Het bedekken van het gezicht van de kala (de bedeckenisch) is te vergelijken met het bedekken van het gezicht tijdens het uitspreken van ‘Sjema Jisraeel’ - Hoor Israël. Bij het lezen van Sjema bedekken wij de ogen en het gezicht om aan te geven dat wij volledig en oprecht geloven in G’ds eenheid. Wij hebben alleen met Hem een relatie. Zo nemen ook chatan en kala zich voor om enkel voor elkaar te leven. De chatan Sofeer zegt dat het bedekken van de kala een uitdrukking is van haar ingetogenheid.

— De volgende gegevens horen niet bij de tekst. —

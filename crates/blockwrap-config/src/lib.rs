use blockwrap_engine::{FormatOptions, SelectionFormatter};
use serde::{Deserialize, Serialize};
use std::path::{Path, PathBuf};
use thiserror::Error;

#[derive(Debug, Error)]
pub enum ConfigError {
    #[error("Failed to read config file at {config_path}: {source}")]
    ConfigReadError {
        config_path: PathBuf,
        source: std::io::Error,
    },

    #[error("Failed to parse config file at {config_path}: {source}")]
    ConfigParseError {
        config_path: PathBuf,
        source: toml::de::Error,
    },
}

/// On-disk settings, every field optional in the file
#[derive(Debug, Clone, Default, PartialEq, Eq, Serialize, Deserialize)]
#[serde(default)]
pub struct Config {
    pub format: FormatOptions,
}

impl Config {
    pub fn load_from_path<P: AsRef<Path>>(config_path: P) -> Result<Option<Self>, ConfigError> {
        let config_path = config_path.as_ref();
        if !config_path.exists() {
            return Ok(None);
        }

        let content = std::fs::read_to_string(config_path).map_err(|source| {
            ConfigError::ConfigReadError {
                config_path: config_path.to_path_buf(),
                source,
            }
        })?;

        let config: Config =
            toml::from_str(&content).map_err(|source| ConfigError::ConfigParseError {
                config_path: config_path.to_path_buf(),
                source,
            })?;

        Ok(Some(config))
    }

    pub fn load() -> Result<Option<Self>, ConfigError> {
        let config_path = Self::config_path();
        Self::load_from_path(&config_path)
    }

    /// Loaded config, or defaults when no file exists
    pub fn load_or_default() -> Result<Self, ConfigError> {
        Ok(Self::load()?.unwrap_or_default())
    }

    pub fn save_to_path<P: AsRef<Path>>(&self, config_path: P) -> anyhow::Result<()> {
        let config_path = config_path.as_ref();
        if let Some(parent) = config_path.parent() {
            std::fs::create_dir_all(parent)?;
        }
        let content = toml::to_string_pretty(self)?;
        std::fs::write(config_path, content)?;
        Ok(())
    }

    pub fn save(&self) -> anyhow::Result<()> {
        let config_path = Self::config_path();
        self.save_to_path(&config_path)
    }

    pub fn config_path() -> PathBuf {
        let config_dir = shellexpand::tilde("~/.config/blockwrap");
        PathBuf::from(config_dir.as_ref()).join("config.toml")
    }

    pub fn formatter(&self) -> SelectionFormatter {
        SelectionFormatter::new(self.format.clone())
    }
}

Wie vergezellen de chatan bij het bedekken van de kala? Over het algemeen wordt de chatan door zijn bruidsjonkers, gasten en familieleden begeleid naar de kala wanneer hij haar gezicht bedekt. Op andere plaatsen is het gebruikelijk dat notabelen het gezicht van de kala in opdracht van de chatan bedekken. Sluieren heeft ook halachische betekenis. In de Talmoed (B.T. Kidoesjien 42a) staat dat het verboden is om een vrouw te trouwen voordat men haar gezien heeft. Bij de bedeckenisch heeft de chatan zijn bruid tenminste een maal gezien.
Een zegen voor de kala Het is gebruikelijk dat de notabelen uit de gemeente en andere leden van de kehilla de chatan zegenen. De kala wordt gewenst: “Onze zuster weest tot duizenden van tienduizenden”. Dit was de beracha waarmee de familieleden van Rivka haar zegenden toen ze vertrok om met Jitschak te trouwen (Genesis 24: 60).

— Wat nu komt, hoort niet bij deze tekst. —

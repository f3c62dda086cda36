pub mod document;
pub mod node;
pub mod selection;

pub use document::{Document, NodeRef, ResolvedPos};
pub use node::{Attrs, Inline, Node, NodeContent, NodeKind};
pub use selection::Selection;
//! Rewrap a selection that stays inside one block.

use crate::error::InvalidSelectionError;
use crate::formatting::block::textblock_near;
use crate::formatting::fragment::wrap_inline;
use crate::formatting::{BlockTag, Fragment};
use crate::models::{Document, Selection};

/// Split the block holding the selection into before / selected / after.
///
/// The selected part is always wrapped in `target`, even when empty, so a
/// caret still toggles the block. Empty before/after parts are dropped; the
/// non-empty ones keep the tag of the block they came from. Inline images
/// stay where they are, between tag pairs.
///
/// A caret in a gap with no textblock on either side yields the empty target
/// pair alone.
pub fn fragments(
    target: BlockTag,
    selection: Selection,
    doc: &Document,
) -> Result<Vec<Fragment>, InvalidSelectionError> {
    let Some(block) = textblock_near(doc, selection.from)? else {
        return Ok(Fragment::wrapped(target, String::new()).to_vec());
    };
    let from = block.local(selection.from);
    let to = block.local(selection.to).max(from);
    let original = BlockTag::for_kind(block.node.kind());

    let mut out = wrap_inline(original, &block.node.inline_between(0, from), false);
    out.extend(wrap_inline(
        target,
        &block.node.inline_between(from, to),
        true,
    ));
    out.extend(wrap_inline(
        original,
        &block.node.inline_between(to, block.size()),
        false,
    ));
    Ok(out)
}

Bij Ruth en Boaz staat geschreven dat de ouden en de overige leden van het volk de chatan zegenden: “En al het volk, dat in de poort was, en de oudsten zeiden: `Wij zijn getuigen. Moge G’d de vrouw die in uw huis komt, maken als Racheel en Lea, die beiden het Joodse volk hebben opgebouwd’”(Ruth 4: 11).
Onder de choepa brengen van chatan en kala De uitdrukking hachnasat kala die in de Talmoed wordt vermeld, slaat op het begeleiden van de kala naar de choepa. In de Sjoelchan Aroech (Joodse codex) wordt gesteld dat men “Tora leren mag onderbreken om de kala onder de choepa te begeleiden”. Bovendien is het een grote mitsva om de chatan en kala te verheugen en voor hen te dansen. Dit bewerkstelligt reiniging van de ziel bij allen die zich hieraan overgeven.
Unterführers - begeleiders onder de choepa Het begeleiden van chatan en kala door unterführers wordt in traktaat Berachot (61) afgeleid uit het vers (Genesis 2:22) “en toen bouwde G’d de rib die hij van Adam had genomen uit tot een vrouw en Hij bracht haar tot de mens”. Hierop verklaarde rabbi Jeremia ben Elazar dat het leert dat G’d Chawa – Eva - begeleidde tot Adam. In de midrasj wordt dit als volgt uitgelegd: “G’d maakte Eva op en droeg haar over aan de dienstdoende engelen om haar tot Adam te brengen, zoals de unterführers tegenwoordig de kala onder de choepa begeleiden.”
Begeleiding met muziekinstrumenten In de midrasj-verzameling Otiot van rabbi Akiwa wordt een en ander nader uitgewerkt. G’d bracht Eva, tezamen met tienduizenden engelen, naar de eerste mens onder gejubel en gezang. Heel de Hemelse familie daalde met hen af naar Gan Eden. De engelen speelden op luiten, cymbalen en harpen voor hen.
Het begeleiden van de chatan onder de choepa is een herbeleving van het gebeurde bij de berg Sinaï toen G’d de Joden als volk aanvaarde. Bij de Matan Tora daalde Hij met tweeëntwintigduizend engelen af op aarde.